Von Sandra Trauner, Florian Gürtler
Frankfurt am Main/Darmstadt - Schwere Gewitter sind in der Nacht zu Freitag über Frankfurt und Teile von Hessen hinweggezogen. Nach einer ersten Bilanz haben sie keine größeren Schäden angerichtet.
Nach Angaben der Polizeipräsidien im Land gab es hauptsächlich umgeknickte Bäume und einige abgedeckte Dächer. Menschen seien nicht zu Schaden gekommen. Viel zu tun hatten die Einsatzkräfte der Feuerwehr trotzdem.
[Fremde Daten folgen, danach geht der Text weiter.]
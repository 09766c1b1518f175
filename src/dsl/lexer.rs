//! Line tokenizer.
//!
//! Splits one source line into tokens with 1-based column positions. A `#` or
//! `//` at the start of a token begins a comment that runs to end of line.

use super::error::ParseError;

#[derive(Debug, Clone, PartialEq, Eq)]
pub enum TokenKind {
    Word(String),
    /// `@name` or `@name:persist`, text after the `@`.
    Dest(String),
    /// `$name`
    Reference(String),
    /// `?name`
    Hole(String),
    Str(String),
    Number(String),
    LParen,
    RParen,
    LBracket,
    RBracket,
    Comma,
}

#[derive(Debug, Clone, PartialEq, Eq)]
pub struct Token {
    pub kind: TokenKind,
    pub column: usize,
}

/// Tokens of one line plus its trailing comment, if any.
#[derive(Debug, Clone, Default, PartialEq, Eq)]
pub struct LexedLine {
    pub tokens: Vec<Token>,
    pub comment: Option<String>,
}

fn is_delimiter(c: char) -> bool {
    c.is_whitespace() || matches!(c, '(' | ')' | '[' | ']' | ',' | '"')
}

fn looks_numeric(word: &str) -> bool {
    let digits = word.strip_prefix('-').unwrap_or(word);
    digits.chars().next().is_some_and(|c| c.is_ascii_digit()) && word.parse::<f64>().is_ok()
}

/// Tokenize a single line.
pub fn tokenize_line(text: &str, line: usize) -> Result<LexedLine, ParseError> {
    let chars: Vec<char> = text.chars().collect();
    let mut out = LexedLine::default();
    let mut i = 0;

    while i < chars.len() {
        let c = chars[i];
        let column = i + 1;

        if c.is_whitespace() {
            i += 1;
            continue;
        }

        if c == '#' || (c == '/' && chars.get(i + 1) == Some(&'/')) {
            let skip = if c == '#' { 1 } else { 2 };
            let comment: String = chars[i + skip..].iter().collect();
            let comment = comment.trim();
            if !comment.is_empty() {
                out.comment = Some(comment.to_string());
            }
            break;
        }

        let single = match c {
            '(' => Some(TokenKind::LParen),
            ')' => Some(TokenKind::RParen),
            '[' => Some(TokenKind::LBracket),
            ']' => Some(TokenKind::RBracket),
            ',' => Some(TokenKind::Comma),
            _ => None,
        };
        if let Some(kind) = single {
            out.tokens.push(Token { kind, column });
            i += 1;
            continue;
        }

        if c == '"' {
            let mut value = String::new();
            let mut j = i + 1;
            let mut closed = false;
            while j < chars.len() {
                match chars[j] {
                    '\\' if j + 1 < chars.len() => {
                        value.push(chars[j + 1]);
                        j += 2;
                    }
                    '"' => {
                        closed = true;
                        j += 1;
                        break;
                    }
                    other => {
                        value.push(other);
                        j += 1;
                    }
                }
            }
            if !closed {
                return Err(ParseError::UnterminatedString { line, column });
            }
            out.tokens.push(Token {
                kind: TokenKind::Str(value),
                column,
            });
            i = j;
            continue;
        }

        let start = i;
        while i < chars.len() && !is_delimiter(chars[i]) {
            i += 1;
        }
        let word: String = chars[start..i].iter().collect();
        let kind = if let Some(rest) = word.strip_prefix('@') {
            TokenKind::Dest(rest.to_string())
        } else if let Some(rest) = word.strip_prefix('$') {
            TokenKind::Reference(rest.to_string())
        } else if let Some(rest) = word.strip_prefix('?') {
            TokenKind::Hole(rest.to_string())
        } else if looks_numeric(&word) {
            TokenKind::Number(word)
        } else {
            TokenKind::Word(word)
        };
        out.tokens.push(Token { kind, column });
    }

    Ok(out)
}

#[cfg(test)]
mod tests {
    use super::*;

    fn kinds(text: &str) -> Vec<TokenKind> {
        tokenize_line(text, 1)
            .unwrap()
            .tokens
            .into_iter()
            .map(|t| t.kind)
            .collect()
    }

    #[test]
    fn tokenizes_statement_with_destination() {
        assert_eq!(
            kinds("@f:fact isA $x ?y"),
            vec![
                TokenKind::Dest("f:fact".into()),
                TokenKind::Word("isA".into()),
                TokenKind::Reference("x".into()),
                TokenKind::Hole("y".into()),
            ]
        );
    }

    #[test]
    fn strings_numbers_and_delimiters() {
        assert_eq!(
            kinds("set \"a \\\"b\\\"\" -3.5 (f [a, b])"),
            vec![
                TokenKind::Word("set".into()),
                TokenKind::Str("a \"b\"".into()),
                TokenKind::Number("-3.5".into()),
                TokenKind::LParen,
                TokenKind::Word("f".into()),
                TokenKind::LBracket,
                TokenKind::Word("a".into()),
                TokenKind::Comma,
                TokenKind::Word("b".into()),
                TokenKind::RBracket,
                TokenKind::RParen,
            ]
        );
    }

    #[test]
    fn comments_are_captured() {
        let lexed = tokenize_line("isA Rex Dog # a good boy", 1).unwrap();
        assert_eq!(lexed.tokens.len(), 3);
        assert_eq!(lexed.comment.as_deref(), Some("a good boy"));

        let lexed = tokenize_line("// only a comment", 1).unwrap();
        assert!(lexed.tokens.is_empty());
    }

    #[test]
    fn hyphenated_words_are_not_numbers() {
        assert_eq!(kinds("part-of -x"), vec![
            TokenKind::Word("part-of".into()),
            TokenKind::Word("-x".into()),
        ]);
    }

    #[test]
    fn unterminated_string_reports_column() {
        let err = tokenize_line("Load \"core", 4).unwrap_err();
        assert!(matches!(err, ParseError::UnterminatedString { line: 4, column: 6 }));
    }
}
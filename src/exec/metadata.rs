//! Statement → stored metadata.
//!
//! `Not $ref` and `Not (op ...)` are inlined here so proof search never has
//! to dereference through the scope.

use std::collections::HashMap;

use crate::dsl::{Expr, Statement};
use crate::error::ExecutionError;
use crate::kb::FactMetadata;

use super::state::ReferenceEntry;

type Refs = HashMap<String, ReferenceEntry>;

/// Operators whose arguments are sub-formulas.
const STRUCTURAL: &[&str] = &["Implies", "And", "Or"];

/// Flat token for an argument. References name their destination.
pub fn arg_text(expr: &Expr) -> String {
    match expr {
        Expr::Reference { name } => name.clone(),
        other => other.atom_text(),
    }
}

/// Metadata for the statement's own operator and arguments.
pub fn extract(statement: &Statement, refs: &Refs) -> Result<FactMetadata, ExecutionError> {
    call_metadata(&statement.operator, &statement.args, statement, refs)
}

fn call_metadata(
    operator: &str,
    args: &[Expr],
    statement: &Statement,
    refs: &Refs,
) -> Result<FactMetadata, ExecutionError> {
    if operator == "Not" {
        return negation(args, statement, refs);
    }
    if STRUCTURAL.contains(&operator) {
        let parts = args
            .iter()
            .map(|a| part(a, statement, refs))
            .collect::<Result<Vec<_>, _>>()?;
        return Ok(FactMetadata::formula(operator, parts));
    }
    Ok(FactMetadata::new(operator, args.iter().map(arg_text).collect()))
}

fn part(expr: &Expr, statement: &Statement, refs: &Refs) -> Result<FactMetadata, ExecutionError> {
    match expr {
        Expr::Compound { operator, args } => call_metadata(operator, args, statement, refs),
        Expr::Reference { name } => resolve(name, statement, refs),
        Expr::Identifier { name } => Ok(FactMetadata::new(name.as_str(), Vec::new())),
        other => Err(ExecutionError::Malformed {
            message: format!("{} cannot be a formula operand", other.kind()),
            statement: statement.to_string(),
            line: statement.line(),
        }),
    }
}

fn resolve(name: &str, statement: &Statement, refs: &Refs) -> Result<FactMetadata, ExecutionError> {
    refs.get(name)
        .map(|r| r.metadata.clone())
        .ok_or_else(|| ExecutionError::UndefinedReference {
            name: name.to_string(),
            statement: statement.to_string(),
            line: statement.line(),
        })
}

fn negation(args: &[Expr], statement: &Statement, refs: &Refs) -> Result<FactMetadata, ExecutionError> {
    let invalid = |message: &str| ExecutionError::InvalidNegation {
        message: message.to_string(),
        line: statement.line(),
    };
    match args {
        [] => Err(invalid("`Not` needs an operand")),
        [Expr::Reference { name }] => Ok(FactMetadata::negation_of(resolve(name, statement, refs)?)),
        [Expr::Compound { operator, args }] => Ok(FactMetadata::negation_of(call_metadata(
            operator, args, statement, refs,
        )?)),
        [Expr::Identifier { name }] => Ok(FactMetadata::negation(name, Vec::new())),
        [single] => Err(invalid(&format!("cannot negate a {}", single.kind()))),
        [Expr::Identifier { name }, rest @ ..] => {
            Ok(FactMetadata::negation(name, rest.iter().map(arg_text).collect()))
        }
        [first, ..] => Err(invalid(&format!(
            "flat `Not` form must start with an operator, found {}",
            first.kind()
        ))),
    }
}

#[cfg(test)]
mod tests {
    use super::*;
    use crate::dsl::parser::parse_statement;

    fn stmt(text: &str) -> Statement {
        parse_statement(text).unwrap().unwrap()
    }

    fn refs_with(name: &str, meta: FactMetadata) -> Refs {
        let mut refs = Refs::new();
        refs.insert(
            name.to_string(),
            ReferenceEntry {
                fact_text: meta.to_string(),
                metadata: meta,
            },
        );
        refs
    }

    #[test]
    fn not_forms_are_inlined() {
        let refs = refs_with("f", FactMetadata::new("can", vec!["Pingu".into(), "Fly".into()]));
        for text in ["Not $f", "Not (can Pingu Fly)", "Not can Pingu Fly"] {
            let m = extract(&stmt(text), &refs).unwrap();
            assert_eq!(m.inner_operator.as_deref(), Some("can"), "{text}");
            assert_eq!(m.args, vec!["can", "Pingu", "Fly"], "{text}");
        }
    }

    #[test]
    fn not_rejects_bad_operands() {
        let refs = Refs::new();
        assert!(matches!(
            extract(&stmt("Not \"x\""), &refs),
            Err(ExecutionError::InvalidNegation { .. })
        ));
        assert!(matches!(
            extract(&stmt("Not $missing"), &refs),
            Err(ExecutionError::UndefinedReference { .. })
        ));
    }

    #[test]
    fn implication_keeps_structure() {
        let m = extract(
            &stmt("Implies (And (parent ?x ?y) (parent ?y ?z)) (grandparent ?x ?z)"),
            &Refs::new(),
        )
        .unwrap();
        assert_eq!(m.parts.len(), 2);
        assert_eq!(m.parts[0].operator, "And");
        assert_eq!(m.parts[1].args, vec!["?x", "?z"]);
    }
}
Im Landkreis Darmstadt-Dieburg etwa gab es laut Feuerwehr 60 Hilfeersuchen und 40 wetterbedingte Einsätze. Großteils betraf das Sturmschäden auf öffentlichen Verkehrswegen oder an Gebäuden, wie der Kreis mitteilte.
"Zum Großteil handelte es sich um abgebrochene Äste, in zwei Fällen kippten Bäume auf Häuser, ohne jedoch größeren Schaden zu verursachen", erklärte ein Sprecher
Damit sind die Folgen der heftigen Gewitter in der Nacht zu Freitag weitaus weniger drastisch, als vor etwas mehr als einer Woche.
Mitte August kam es in Mittelhessen zu einem Tornado, der im Solmser Stadtteil Oberndorf immense Schäden anrichtete. Am selben Abend traf ein äußerst schweres Unwetter den Westerwaldkreis: Zwei Haus-Fassaden wurden dabei zerstört!